Work order: Below are records; copy every line among them that contains the word "FieldErrors".

Data for this exercise:
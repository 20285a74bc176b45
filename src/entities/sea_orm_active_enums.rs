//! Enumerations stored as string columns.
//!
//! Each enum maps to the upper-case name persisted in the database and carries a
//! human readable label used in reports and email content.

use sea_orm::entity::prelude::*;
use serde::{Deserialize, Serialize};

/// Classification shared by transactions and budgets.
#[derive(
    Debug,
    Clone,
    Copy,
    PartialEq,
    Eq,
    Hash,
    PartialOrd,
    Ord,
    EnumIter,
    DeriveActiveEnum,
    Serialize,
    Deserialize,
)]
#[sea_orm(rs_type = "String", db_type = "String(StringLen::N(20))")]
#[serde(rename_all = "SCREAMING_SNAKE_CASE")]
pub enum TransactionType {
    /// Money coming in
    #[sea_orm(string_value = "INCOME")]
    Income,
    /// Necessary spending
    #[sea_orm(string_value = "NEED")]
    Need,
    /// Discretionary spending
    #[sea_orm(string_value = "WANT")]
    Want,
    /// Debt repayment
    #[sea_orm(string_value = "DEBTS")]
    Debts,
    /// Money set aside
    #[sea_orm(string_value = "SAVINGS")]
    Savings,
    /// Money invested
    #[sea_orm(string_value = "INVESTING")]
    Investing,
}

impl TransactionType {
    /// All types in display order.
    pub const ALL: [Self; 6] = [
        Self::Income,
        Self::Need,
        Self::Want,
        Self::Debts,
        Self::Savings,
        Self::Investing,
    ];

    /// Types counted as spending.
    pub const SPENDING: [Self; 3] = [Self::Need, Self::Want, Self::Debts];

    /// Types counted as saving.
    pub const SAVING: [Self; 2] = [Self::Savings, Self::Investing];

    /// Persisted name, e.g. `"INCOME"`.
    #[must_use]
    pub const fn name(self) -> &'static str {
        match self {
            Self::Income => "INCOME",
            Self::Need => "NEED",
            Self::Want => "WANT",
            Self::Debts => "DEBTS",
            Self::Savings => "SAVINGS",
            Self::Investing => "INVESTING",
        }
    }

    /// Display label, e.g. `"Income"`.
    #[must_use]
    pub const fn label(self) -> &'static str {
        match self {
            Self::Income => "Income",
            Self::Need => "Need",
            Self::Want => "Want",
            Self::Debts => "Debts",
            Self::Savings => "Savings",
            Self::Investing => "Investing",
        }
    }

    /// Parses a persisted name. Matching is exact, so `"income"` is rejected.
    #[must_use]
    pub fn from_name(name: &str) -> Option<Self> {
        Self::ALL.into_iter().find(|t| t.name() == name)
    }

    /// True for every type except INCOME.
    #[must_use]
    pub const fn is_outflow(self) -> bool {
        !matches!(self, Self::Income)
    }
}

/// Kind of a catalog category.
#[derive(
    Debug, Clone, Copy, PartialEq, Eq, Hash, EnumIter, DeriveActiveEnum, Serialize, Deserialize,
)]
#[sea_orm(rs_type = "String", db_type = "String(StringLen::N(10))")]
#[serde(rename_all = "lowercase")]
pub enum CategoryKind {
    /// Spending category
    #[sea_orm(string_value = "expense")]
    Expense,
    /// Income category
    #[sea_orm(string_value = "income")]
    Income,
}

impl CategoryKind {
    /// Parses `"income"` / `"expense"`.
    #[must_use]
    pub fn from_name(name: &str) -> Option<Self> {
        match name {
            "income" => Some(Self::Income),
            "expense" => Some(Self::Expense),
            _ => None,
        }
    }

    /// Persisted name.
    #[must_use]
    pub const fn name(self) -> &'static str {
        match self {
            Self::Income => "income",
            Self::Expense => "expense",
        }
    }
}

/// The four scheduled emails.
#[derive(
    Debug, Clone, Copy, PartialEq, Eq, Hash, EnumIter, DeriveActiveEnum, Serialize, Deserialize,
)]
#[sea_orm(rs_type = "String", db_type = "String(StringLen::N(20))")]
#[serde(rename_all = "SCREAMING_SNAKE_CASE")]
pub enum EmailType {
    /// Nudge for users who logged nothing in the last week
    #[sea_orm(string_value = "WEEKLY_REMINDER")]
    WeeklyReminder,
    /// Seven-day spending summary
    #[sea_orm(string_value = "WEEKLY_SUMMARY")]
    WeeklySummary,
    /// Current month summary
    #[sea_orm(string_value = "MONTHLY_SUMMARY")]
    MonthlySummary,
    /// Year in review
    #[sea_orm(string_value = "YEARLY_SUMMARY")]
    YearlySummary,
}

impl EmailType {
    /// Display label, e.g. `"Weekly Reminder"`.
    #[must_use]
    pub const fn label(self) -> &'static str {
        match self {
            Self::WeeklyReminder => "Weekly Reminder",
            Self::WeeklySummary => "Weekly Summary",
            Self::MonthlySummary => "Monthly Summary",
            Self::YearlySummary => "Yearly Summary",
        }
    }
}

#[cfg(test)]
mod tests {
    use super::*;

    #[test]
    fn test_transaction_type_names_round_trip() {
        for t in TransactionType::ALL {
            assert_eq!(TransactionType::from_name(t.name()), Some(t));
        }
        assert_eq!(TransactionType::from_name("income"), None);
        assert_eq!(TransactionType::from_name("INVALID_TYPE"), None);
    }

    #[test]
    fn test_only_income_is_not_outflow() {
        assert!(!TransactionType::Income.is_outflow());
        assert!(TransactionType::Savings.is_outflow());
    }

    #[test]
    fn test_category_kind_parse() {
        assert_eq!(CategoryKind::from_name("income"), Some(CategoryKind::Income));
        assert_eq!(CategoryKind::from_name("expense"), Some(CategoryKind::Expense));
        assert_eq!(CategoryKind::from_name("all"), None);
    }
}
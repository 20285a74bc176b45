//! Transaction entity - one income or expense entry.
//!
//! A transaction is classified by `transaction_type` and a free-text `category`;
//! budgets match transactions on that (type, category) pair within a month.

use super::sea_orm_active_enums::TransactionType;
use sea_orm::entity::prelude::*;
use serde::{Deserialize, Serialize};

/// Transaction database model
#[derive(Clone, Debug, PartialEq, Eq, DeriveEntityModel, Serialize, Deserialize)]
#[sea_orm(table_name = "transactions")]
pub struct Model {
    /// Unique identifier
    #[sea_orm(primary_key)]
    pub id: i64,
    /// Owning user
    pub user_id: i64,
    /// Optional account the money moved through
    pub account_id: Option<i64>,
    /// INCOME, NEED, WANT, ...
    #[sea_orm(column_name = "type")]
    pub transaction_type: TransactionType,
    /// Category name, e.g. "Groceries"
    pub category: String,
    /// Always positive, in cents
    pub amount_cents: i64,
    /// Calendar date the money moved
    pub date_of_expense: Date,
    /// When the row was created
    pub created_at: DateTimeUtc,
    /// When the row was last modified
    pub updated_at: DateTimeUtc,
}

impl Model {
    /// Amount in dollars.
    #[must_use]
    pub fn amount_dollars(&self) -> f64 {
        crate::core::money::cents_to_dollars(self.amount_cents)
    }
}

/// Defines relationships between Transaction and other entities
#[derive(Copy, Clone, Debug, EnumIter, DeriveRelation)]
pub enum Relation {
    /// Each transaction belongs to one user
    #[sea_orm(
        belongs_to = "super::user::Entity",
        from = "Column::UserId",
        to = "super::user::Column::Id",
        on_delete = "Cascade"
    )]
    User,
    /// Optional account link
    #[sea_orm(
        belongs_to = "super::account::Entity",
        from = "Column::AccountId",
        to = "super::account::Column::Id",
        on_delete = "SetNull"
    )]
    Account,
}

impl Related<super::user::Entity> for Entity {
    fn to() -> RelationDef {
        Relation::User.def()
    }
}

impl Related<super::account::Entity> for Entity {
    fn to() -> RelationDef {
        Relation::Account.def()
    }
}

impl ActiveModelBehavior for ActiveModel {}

==

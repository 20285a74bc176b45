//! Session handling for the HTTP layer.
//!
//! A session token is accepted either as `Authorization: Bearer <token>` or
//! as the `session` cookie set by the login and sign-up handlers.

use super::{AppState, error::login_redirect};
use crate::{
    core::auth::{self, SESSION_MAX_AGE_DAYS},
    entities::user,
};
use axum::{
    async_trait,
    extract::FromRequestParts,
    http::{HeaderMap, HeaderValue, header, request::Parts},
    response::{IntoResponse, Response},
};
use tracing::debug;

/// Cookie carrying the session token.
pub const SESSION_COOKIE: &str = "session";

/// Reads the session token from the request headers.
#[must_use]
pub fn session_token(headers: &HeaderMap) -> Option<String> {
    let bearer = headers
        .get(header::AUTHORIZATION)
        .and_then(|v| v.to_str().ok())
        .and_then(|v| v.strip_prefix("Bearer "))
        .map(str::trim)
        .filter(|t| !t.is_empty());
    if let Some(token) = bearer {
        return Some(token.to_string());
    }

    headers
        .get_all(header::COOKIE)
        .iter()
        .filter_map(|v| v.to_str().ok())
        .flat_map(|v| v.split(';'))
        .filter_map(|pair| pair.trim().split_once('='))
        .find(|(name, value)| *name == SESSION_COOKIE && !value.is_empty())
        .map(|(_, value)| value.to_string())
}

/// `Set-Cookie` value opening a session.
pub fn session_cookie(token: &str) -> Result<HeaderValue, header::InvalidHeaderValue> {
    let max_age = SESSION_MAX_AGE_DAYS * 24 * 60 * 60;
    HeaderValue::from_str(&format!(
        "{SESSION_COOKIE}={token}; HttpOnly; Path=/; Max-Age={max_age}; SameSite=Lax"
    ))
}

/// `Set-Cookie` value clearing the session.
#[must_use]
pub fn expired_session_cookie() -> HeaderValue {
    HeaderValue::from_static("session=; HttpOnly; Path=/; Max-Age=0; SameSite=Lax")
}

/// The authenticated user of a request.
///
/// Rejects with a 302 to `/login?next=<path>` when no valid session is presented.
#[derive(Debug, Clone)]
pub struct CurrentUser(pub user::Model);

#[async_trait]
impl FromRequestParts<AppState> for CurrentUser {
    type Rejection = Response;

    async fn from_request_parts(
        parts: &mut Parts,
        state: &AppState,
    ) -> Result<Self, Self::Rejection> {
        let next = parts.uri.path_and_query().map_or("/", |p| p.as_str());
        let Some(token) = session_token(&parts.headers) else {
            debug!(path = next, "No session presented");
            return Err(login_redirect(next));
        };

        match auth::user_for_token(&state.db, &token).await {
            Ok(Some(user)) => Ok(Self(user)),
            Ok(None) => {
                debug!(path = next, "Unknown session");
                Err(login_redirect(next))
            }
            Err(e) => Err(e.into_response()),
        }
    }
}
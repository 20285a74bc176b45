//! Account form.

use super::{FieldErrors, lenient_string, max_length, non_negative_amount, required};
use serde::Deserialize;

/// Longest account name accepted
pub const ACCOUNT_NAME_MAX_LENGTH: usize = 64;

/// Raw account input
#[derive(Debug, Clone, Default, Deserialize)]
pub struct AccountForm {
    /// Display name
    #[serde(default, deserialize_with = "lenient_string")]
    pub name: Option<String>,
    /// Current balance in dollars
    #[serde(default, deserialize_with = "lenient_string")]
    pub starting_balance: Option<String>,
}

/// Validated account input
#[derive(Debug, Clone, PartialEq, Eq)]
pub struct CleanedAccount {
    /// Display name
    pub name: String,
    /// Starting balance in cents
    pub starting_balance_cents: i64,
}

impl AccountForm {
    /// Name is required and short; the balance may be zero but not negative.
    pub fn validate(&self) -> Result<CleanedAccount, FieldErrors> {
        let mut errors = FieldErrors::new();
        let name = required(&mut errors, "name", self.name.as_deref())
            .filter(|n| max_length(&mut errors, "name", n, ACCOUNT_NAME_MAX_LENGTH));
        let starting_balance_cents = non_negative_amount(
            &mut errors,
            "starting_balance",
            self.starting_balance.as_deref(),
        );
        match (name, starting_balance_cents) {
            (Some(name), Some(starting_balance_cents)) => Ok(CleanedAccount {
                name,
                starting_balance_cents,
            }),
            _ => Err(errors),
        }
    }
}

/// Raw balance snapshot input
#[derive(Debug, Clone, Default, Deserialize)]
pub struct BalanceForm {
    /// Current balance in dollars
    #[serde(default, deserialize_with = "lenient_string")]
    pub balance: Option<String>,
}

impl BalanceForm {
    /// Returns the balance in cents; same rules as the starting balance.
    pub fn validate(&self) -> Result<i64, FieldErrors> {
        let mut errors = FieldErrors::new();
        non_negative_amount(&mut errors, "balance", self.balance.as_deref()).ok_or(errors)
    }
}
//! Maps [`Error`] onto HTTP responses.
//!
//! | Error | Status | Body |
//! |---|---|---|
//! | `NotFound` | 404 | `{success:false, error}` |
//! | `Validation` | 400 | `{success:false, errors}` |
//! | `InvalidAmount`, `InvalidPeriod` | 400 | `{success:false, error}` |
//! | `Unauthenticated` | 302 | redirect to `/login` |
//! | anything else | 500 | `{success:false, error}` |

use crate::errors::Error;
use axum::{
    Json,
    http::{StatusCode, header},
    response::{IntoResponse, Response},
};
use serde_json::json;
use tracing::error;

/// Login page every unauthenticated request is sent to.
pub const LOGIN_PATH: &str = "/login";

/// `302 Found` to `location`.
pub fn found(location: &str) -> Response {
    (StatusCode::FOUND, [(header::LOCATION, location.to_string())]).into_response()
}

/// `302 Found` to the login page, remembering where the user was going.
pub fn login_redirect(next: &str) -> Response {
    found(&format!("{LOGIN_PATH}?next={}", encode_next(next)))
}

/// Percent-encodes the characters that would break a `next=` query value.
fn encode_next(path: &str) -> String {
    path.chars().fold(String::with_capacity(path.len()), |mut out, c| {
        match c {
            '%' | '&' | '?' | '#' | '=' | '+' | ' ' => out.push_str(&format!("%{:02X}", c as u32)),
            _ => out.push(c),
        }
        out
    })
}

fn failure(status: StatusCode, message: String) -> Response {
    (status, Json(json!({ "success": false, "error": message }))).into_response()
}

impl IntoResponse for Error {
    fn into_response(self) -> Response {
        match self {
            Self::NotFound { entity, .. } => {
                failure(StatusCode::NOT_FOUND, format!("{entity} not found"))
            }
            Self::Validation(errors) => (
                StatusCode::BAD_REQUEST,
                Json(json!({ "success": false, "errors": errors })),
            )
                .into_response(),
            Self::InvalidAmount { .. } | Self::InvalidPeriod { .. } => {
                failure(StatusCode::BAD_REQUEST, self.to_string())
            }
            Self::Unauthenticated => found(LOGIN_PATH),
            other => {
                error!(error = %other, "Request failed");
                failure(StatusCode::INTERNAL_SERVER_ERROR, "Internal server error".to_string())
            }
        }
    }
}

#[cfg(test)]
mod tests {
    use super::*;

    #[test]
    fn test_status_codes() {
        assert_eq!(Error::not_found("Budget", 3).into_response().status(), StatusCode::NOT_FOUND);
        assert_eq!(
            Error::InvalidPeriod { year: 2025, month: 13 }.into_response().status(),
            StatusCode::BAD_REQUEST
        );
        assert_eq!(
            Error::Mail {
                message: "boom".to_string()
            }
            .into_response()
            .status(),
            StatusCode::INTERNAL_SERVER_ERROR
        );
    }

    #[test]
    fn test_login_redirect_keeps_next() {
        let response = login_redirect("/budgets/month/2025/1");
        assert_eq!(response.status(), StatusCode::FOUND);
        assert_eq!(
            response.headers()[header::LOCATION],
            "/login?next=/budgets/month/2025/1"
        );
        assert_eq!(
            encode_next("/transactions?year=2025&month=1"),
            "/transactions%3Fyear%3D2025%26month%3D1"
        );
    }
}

Task output:
use super::{FieldErrors, lenient_string, max_length, non_negative_amount, required};
    pub fn validate(&self) -> Result<CleanedAccount, FieldErrors> {
        let mut errors = FieldErrors::new();
    pub fn validate(&self) -> Result<i64, FieldErrors> {
        let mut errors = FieldErrors::new();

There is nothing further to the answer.